18.03 Class 39, Wed. May 12, 1999


Course review

Three pillars: Qualitative, Analytic, Numerical.

I. General tools

1. Complex numbers: z = a + bi; e^{i theta} = cos(theta) + i sin(theta).

2. Polar identity: a cos(t) + b sin(t) = A cos(t - phi), where A is the hypotenuse of the right triangle with legs a, b and phi is the angle opposite b.

3. Fourier series: A function of period 2 pi has an expression (a0)/2 + a1 cos(t) + b1 sin(t) + a2 cos(2t) + b2 sin(2t) + .... an = (1/pi) integral_{-pi}^{pi} cos(t) f(t) dt ; bn with sin.

4. Laplace transform, delta, convolution: see III 3. below.

II. Linear equations

1. Standard form Ly = b(t) where L is the linear differential operator D^n + a{n-1}(t)D^{n-1} + ... + a0(t)I. L represents the system, b(t) an outside influence.
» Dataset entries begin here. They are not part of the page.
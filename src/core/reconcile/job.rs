//! Description of one reconciliation run

use crate::config::{EngineConfig, TallyConfig};
use crate::domain::{Location, Result, TallyError};
use std::time::Duration;

/// Default rows per batch
pub const DEFAULT_BATCH_SIZE: usize = 100_000;

/// Default comparison worker pool size
pub const DEFAULT_WORKER_COUNT: usize = 4;

/// Default source field delimiter
pub const DEFAULT_DELIMITER: u8 = b'|';

/// Inputs and tuning for a single run
#[derive(Debug, Clone, PartialEq)]
pub struct ComparisonJob {
    source: Location,
    target: Location,
    delimiter: u8,
    batch_size: usize,
    worker_count: usize,
    run_timeout: Option<Duration>,
}

impl ComparisonJob {
    /// Create a job with default tuning
    pub fn new(source: Location, target: Location) -> Self {
        Self {
            source,
            target,
            delimiter: DEFAULT_DELIMITER,
            batch_size: DEFAULT_BATCH_SIZE,
            worker_count: DEFAULT_WORKER_COUNT,
            run_timeout: None,
        }
    }

    /// Create a job for two locations with tuning from `[engine]`
    pub fn with_engine(source: Location, target: Location, engine: &EngineConfig) -> Result<Self> {
        let delimiter = engine
            .delimiter_byte()
            .map_err(TallyError::Configuration)?;
        Ok(Self::new(source, target)
            .with_delimiter(delimiter)
            .with_batch_size(engine.batch_size)
            .with_worker_count(engine.worker_count)
            .with_run_timeout(engine.run_timeout_secs.map(Duration::from_secs)))
    }

    /// Create a job from the `[source]`, `[target]` and `[engine]` sections
    ///
    /// # Errors
    ///
    /// Returns [`TallyError::Configuration`] when either input is not configured.
    pub fn from_config(config: &TallyConfig) -> Result<Self> {
        let source = config
            .source
            .as_ref()
            .ok_or_else(|| TallyError::Configuration("No [source] configured".to_string()))?
            .location()
            .map_err(TallyError::Configuration)?;
        let target = config
            .target
            .as_ref()
            .ok_or_else(|| TallyError::Configuration("No [target] configured".to_string()))?
            .location()
            .map_err(TallyError::Configuration)?;
        Self::with_engine(source, target, &config.engine)
    }

    /// Set the source field delimiter
    pub fn with_delimiter(mut self, delimiter: u8) -> Self {
        self.delimiter = delimiter;
        self
    }

    /// Set rows per batch; zero is raised to one
    pub fn with_batch_size(mut self, batch_size: usize) -> Self {
        self.batch_size = batch_size.max(1);
        self
    }

    /// Set the worker pool size; zero is raised to one
    pub fn with_worker_count(mut self, worker_count: usize) -> Self {
        self.worker_count = worker_count.max(1);
        self
    }

    /// Stop submitting batch pairs once this much time has passed
    pub fn with_run_timeout(mut self, run_timeout: Option<Duration>) -> Self {
        self.run_timeout = run_timeout;
        self
    }

    pub fn source(&self) -> &Location {
        &self.source
    }

    pub fn target(&self) -> &Location {
        &self.target
    }

    pub fn delimiter(&self) -> u8 {
        self.delimiter
    }

    pub fn batch_size(&self) -> usize {
        self.batch_size
    }

    pub fn worker_count(&self) -> usize {
        self.worker_count
    }

    pub fn run_timeout(&self) -> Option<Duration> {
        self.run_timeout
    }
}

#[cfg(test)]
mod tests {
    use super::*;
    use crate::config::InputConfig;

    fn location(raw: &str) -> Location {
        raw.parse().unwrap()
    }

    #[test]
    fn test_defaults() {
        let job = ComparisonJob::new(location("b/s.txt"), location("b/t.json"));
        assert_eq!(job.delimiter(), b'|');
        assert_eq!(job.batch_size(), 100_000);
        assert_eq!(job.worker_count(), 4);
        assert!(job.run_timeout().is_none());
    }

    #[test]
    fn test_zero_tuning_is_clamped() {
        let job = ComparisonJob::new(location("b/s.txt"), location("b/t.json"))
            .with_batch_size(0)
            .with_worker_count(0);
        assert_eq!(job.batch_size(), 1);
        assert_eq!(job.worker_count(), 1);
    }

    #[test]
    fn test_from_config() {
        let mut config = TallyConfig {
            source: Some(InputConfig {
                bucket: "landing".to_string(),
                path: "org1/source.txt".to_string(),
            }),
            target: Some(InputConfig {
                bucket: "landing".to_string(),
                path: "org1/target.json".to_string(),
            }),
            ..TallyConfig::default()
        };
        config.engine.batch_size = 10;
        config.engine.delimiter = ",".to_string();
        config.engine.run_timeout_secs = Some(5);

        let job = ComparisonJob::from_config(&config).unwrap();
        assert_eq!(job.source().to_string(), "landing/org1/source.txt");
        assert_eq!(job.target().to_string(), "landing/org1/target.json");
        assert_eq!(job.batch_size(), 10);
        assert_eq!(job.delimiter(), b',');
        assert_eq!(job.run_timeout(), Some(Duration::from_secs(5)));
    }

    #[test]
    fn test_from_config_requires_inputs() {
        let config = TallyConfig::default();
        assert!(matches!(
            ComparisonJob::from_config(&config),
            Err(TallyError::Configuration(_))
        ));
    }
}
//! Chunked reader for delimited-text source extracts
//!
//! The first record is the header. Every following record consumes one slot of
//! the current batch; records whose field count differs from the header, or
//! that are not valid UTF-8, are skipped and counted instead of aborting.

use crate::domain::{Batch, Result, TallyError};
use csv::{ByteRecord, ReaderBuilder, StringRecord};
use std::io::Read;

/// Lazy, non-restartable iterator of source batches
///
/// # Example
///
/// ```
/// use tally::core::reader::DelimitedBatchReader;
///
/// let data = "id|amt\n1|10\n2|20\n3|30\n";
/// let batches: Vec<_> = DelimitedBatchReader::new(data.as_bytes(), b'|', 2)
///     .collect::<Result<_, _>>()
///     .unwrap();
///
/// assert_eq!(batches.len(), 2);
/// assert_eq!(batches[0].len(), 2);
/// assert_eq!(batches[1].len(), 1);
/// ```
pub struct DelimitedBatchReader<R: Read> {
    reader: csv::Reader<R>,
    headers: Option<Vec<String>>,
    batch_size: usize,
    next_sequence: u64,
    rows_read: u64,
    parse_errors: u64,
    pending_error: Option<TallyError>,
    finished: bool,
}

impl<R: Read> DelimitedBatchReader<R> {
    /// Create a reader over `reader` splitting fields on `delimiter`
    ///
    /// A `batch_size` of zero is treated as one.
    pub fn new(reader: R, delimiter: u8, batch_size: usize) -> Self {
        let reader = ReaderBuilder::new()
            .delimiter(delimiter)
            .has_headers(true)
            .flexible(false)
            .from_reader(reader);

        Self {
            reader,
            headers: None,
            batch_size: batch_size.max(1),
            next_sequence: 0,
            rows_read: 0,
            parse_errors: 0,
            pending_error: None,
            finished: false,
        }
    }

    /// Rows successfully parsed so far
    pub fn rows_read(&self) -> u64 {
        self.rows_read
    }

    /// Rows skipped as malformed so far
    pub fn parse_errors(&self) -> u64 {
        self.parse_errors
    }

    fn load_headers(&mut self) -> Result<Vec<String>> {
        if let Some(headers) = &self.headers {
            return Ok(headers.clone());
        }

        let headers: Vec<String> = self
            .reader
            .byte_headers()
            .map_err(|e| TallyError::Io(format!("Failed to read source header: {e}")))?
            .iter()
            .map(|field| String::from_utf8_lossy(field).into_owned())
            .collect();

        tracing::debug!(columns = headers.len(), "Loaded source header");
        self.headers = Some(headers.clone());
        Ok(headers)
    }

    fn fill_batch(&mut self, batch: &mut Batch) {
        let mut record = ByteRecord::new();
        let mut consumed = 0;

        while consumed < self.batch_size {
            match self.reader.read_byte_record(&mut record) {
                Ok(true) => {
                    consumed += 1;
                    let line = record.position().map(|p| p.line()).unwrap_or_default();
                    match StringRecord::from_byte_record(record.clone()) {
                        Ok(fields) => {
                            batch.push_row(fields.iter().map(str::to_string).collect());
                            self.rows_read += 1;
                        }
                        Err(e) => self.skip(batch, line, &e.to_string()),
                    }
                }
                Ok(false) => {
                    self.finished = true;
                    break;
                }
                Err(e) => {
                    let line = e.position().map(|p| p.line()).unwrap_or_default();
                    match e.kind() {
                        csv::ErrorKind::Io(_) => {
                            self.pending_error = Some(TallyError::Io(format!(
                                "Source stream failed near line {line}: {e}"
                            )));
                            self.finished = true;
                            break;
                        }
                        _ => {
                            consumed += 1;
                            self.skip(batch, line, &e.to_string());
                        }
                    }
                }
            }
        }
    }

    fn skip(&mut self, batch: &mut Batch, line: u64, reason: &str) {
        let error = TallyError::RowParse {
            line,
            message: reason.to_string(),
        };
        tracing::debug!(error = %error, "Skipping malformed source row");
        self.parse_errors += 1;
        batch.add_skipped(1);
    }
}

impl<R: Read> Iterator for DelimitedBatchReader<R> {
    type Item = Result<Batch>;

    fn next(&mut self) -> Option<Self::Item> {
        if let Some(error) = self.pending_error.take() {
            return Some(Err(error));
        }
        if self.finished {
            return None;
        }

        let headers = match self.load_headers() {
            Ok(headers) => headers,
            Err(e) => {
                self.finished = true;
                return Some(Err(e));
            }
        };

        let mut batch = Batch::with_columns(self.next_sequence, headers);
        self.fill_batch(&mut batch);

        if batch.is_empty() && self.finished {
            // Trailing batch without rows; skips are already counted.
            return self.pending_error.take().map(Err);
        }

        self.next_sequence += 1;
        Some(Ok(batch))
    }
}

#[cfg(test)]
mod tests {
    use super::*;

    fn read_all(data: &str, delimiter: u8, batch_size: usize) -> Vec<Batch> {
        DelimitedBatchReader::new(data.as_bytes(), delimiter, batch_size)
            .collect::<Result<Vec<_>>>()
            .unwrap()
    }

    #[test]
    fn test_splits_into_fixed_size_batches() {
        let mut data = String::from("id|amt\n");
        for i in 0..150 {
            data.push_str(&format!("{i}|{}\n", i * 10));
        }

        let batches = read_all(&data, b'|', 100);
        assert_eq!(batches.len(), 2);
        assert_eq!(batches[0].len(), 100);
        assert_eq!(batches[1].len(), 50);
        assert_eq!(batches[0].sequence(), 0);
        assert_eq!(batches[1].sequence(), 1);
        assert_eq!(batches[1].value(0, 0), "100");
    }

    #[test]
    fn test_exact_multiple_omits_empty_trailing_batch() {
        let batches = read_all("id\n1\n2\n3\n4\n", b'|', 2);
        assert_eq!(batches.len(), 2);
        assert!(batches.iter().all(|b| b.len() == 2));
    }

    #[test]
    fn test_header_only_yields_nothing() {
        assert!(read_all("id|amt\n", b'|', 10).is_empty());
        assert!(read_all("", b'|', 10).is_empty());
    }

    #[test]
    fn test_header_is_lowercased() {
        let batches = read_all("ID,Name\n1,a\n", b',', 10);
        assert_eq!(batches[0].columns(), ["id", "name"]);
    }

    #[test]
    fn test_malformed_row_is_skipped_and_counted() {
        let data = "id|amt\n1|10\n2\n3|30|extra\n4|40\n";
        let mut reader = DelimitedBatchReader::new(data.as_bytes(), b'|', 10);
        let batch = reader.next().unwrap().unwrap();

        assert_eq!(batch.len(), 2);
        assert_eq!(batch.skipped(), 2);
        assert_eq!(batch.value(1, 0), "4");
        assert!(reader.next().is_none());
        assert_eq!(reader.parse_errors(), 2);
        assert_eq!(reader.rows_read(), 2);
    }

    #[test]
    fn test_malformed_row_consumes_a_batch_slot() {
        let batches = read_all("id|v\n1|a\n2\n3|c\n4|d\n", b'|', 2);
        assert_eq!(batches.len(), 2);
        assert_eq!(batches[0].len(), 1);
        assert_eq!(batches[0].skipped(), 1);
        assert_eq!(batches[1].len(), 2);
    }

    #[test]
    fn test_trailing_batch_of_only_malformed_rows_is_omitted() {
        let mut reader = DelimitedBatchReader::new("id|v\n1|a\n2|b\n3\n".as_bytes(), b'|', 2);
        assert_eq!(reader.next().unwrap().unwrap().len(), 2);
        assert!(reader.next().is_none());
        assert_eq!(reader.parse_errors(), 1);
    }

    #[test]
    fn test_invalid_utf8_row_is_skipped() {
        let mut data = b"id|name\n1|ok\n2|".to_vec();
        data.extend_from_slice(&[0xff, 0xfe]);
        data.extend_from_slice(b"\n3|fine\n");

        let mut reader = DelimitedBatchReader::new(data.as_slice(), b'|', 10);
        let batch = reader.next().unwrap().unwrap();
        assert_eq!(batch.len(), 2);
        assert_eq!(reader.parse_errors(), 1);
    }

    #[test]
    fn test_quoted_delimiters_are_preserved() {
        let batches = read_all("id|note\n1|\"a|b\"\n", b'|', 10);
        assert_eq!(batches[0].value(0, 1), "a|b");
    }

    #[test]
    fn test_io_error_is_yielded_once() {
        struct Failing {
            served: bool,
        }
        impl Read for Failing {
            fn read(&mut self, buf: &mut [u8]) -> std::io::Result<usize> {
                if self.served {
                    return Err(std::io::Error::new(std::io::ErrorKind::Other, "boom"));
                }
                self.served = true;
                let data = b"id\n1\n2\n";
                buf[..data.len()].copy_from_slice(data);
                Ok(data.len())
            }
        }

        let mut reader = DelimitedBatchReader::new(Failing { served: false }, b'|', 10);
        let first = reader.next().unwrap().unwrap();
        assert_eq!(first.len(), 2);
        assert!(matches!(reader.next(), Some(Err(TallyError::Io(_)))));
        assert!(reader.next().is_none());
    }
}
Solutions exist. n independent ones, y1, ... yn, in the homogeneous case b = 0. General solution is yp + linear comb. of yk's. Second order model: spring/dashpot/mass.

2. Constant coefficient case: controlled by the characteristic polynomial p(lambda) = lambda^n + ... + a0; L = p(D).

a. Homogeneous case: normal modes, e^{rt} where r is root of p. If r = a+bi, r-bar is a root also, and real solutions are e^{at}cos(bt), e^{at}sin(bt). Real part positive: exponential growth; negative: decay. Imaginary part nonzero: oscillation. Repeated roots: multiply by t.

b. Inhomogeneous case: Undetermined coefficients b(t) poly of deg m and a0 not zero: there's exactly one sol which is poly of deg m. b(t) = e^{st} and p(s) not zero: y = e^{st}/p(s). ESL: p(D)(e^{st}u) = e^{st}p(D+sI)u.

3. Laplace transform methodology.

a. L(f'(t);s) = sL(f(t);s) - f(0).

b. p(D)x = b(t), rest initial conditions: X(s) = W(s)B(s), W(s) = 1/p(s) the transfer function.

c. Convolution; L(f*g) = L(f)L(g); x(t) = w(t)*b(t); decay model.

d. Delta; interpretation as lump sum or impulse; delta = u'; integral delta_a(t) g(t) dt = g(a); delta_a * f = f_a.

e. Methods of finding inverse Laplace transform: partial fractions, convolution.

4. First order nonconstant coefficient inhomogeneous: y' + p(t)y = q(t). Bank example. Integrating factors.

5. 2-d systems: u-dot = Au, A a 2x2 matrix. The characteristic polynomial is p(lambda) = lambda^2 - (tr A)lambda + (det A). Behavior controlled by eigenvalues; eigenvectors. Phase portraits: spiral, center, proper node, improper node, star node, saddle; degenerate cases. Stability.

6. IVP's: Fundamental matrices, e^{At}.

7. PDE's: Heat equation. Boundary conditions; separation of variables.

III. Nonlinear equations

1. Separable equations.

2. Higher order reducible equations: eg ma = GMm/x^2: v = dx/dt, then a = dv/dt = v(dv/dx) leads to first order equation.

3. Systems: critical point analysis of phase portrait; Jacobian.

IV. Numerical methods: Euler, Heun, Runge-Kutta.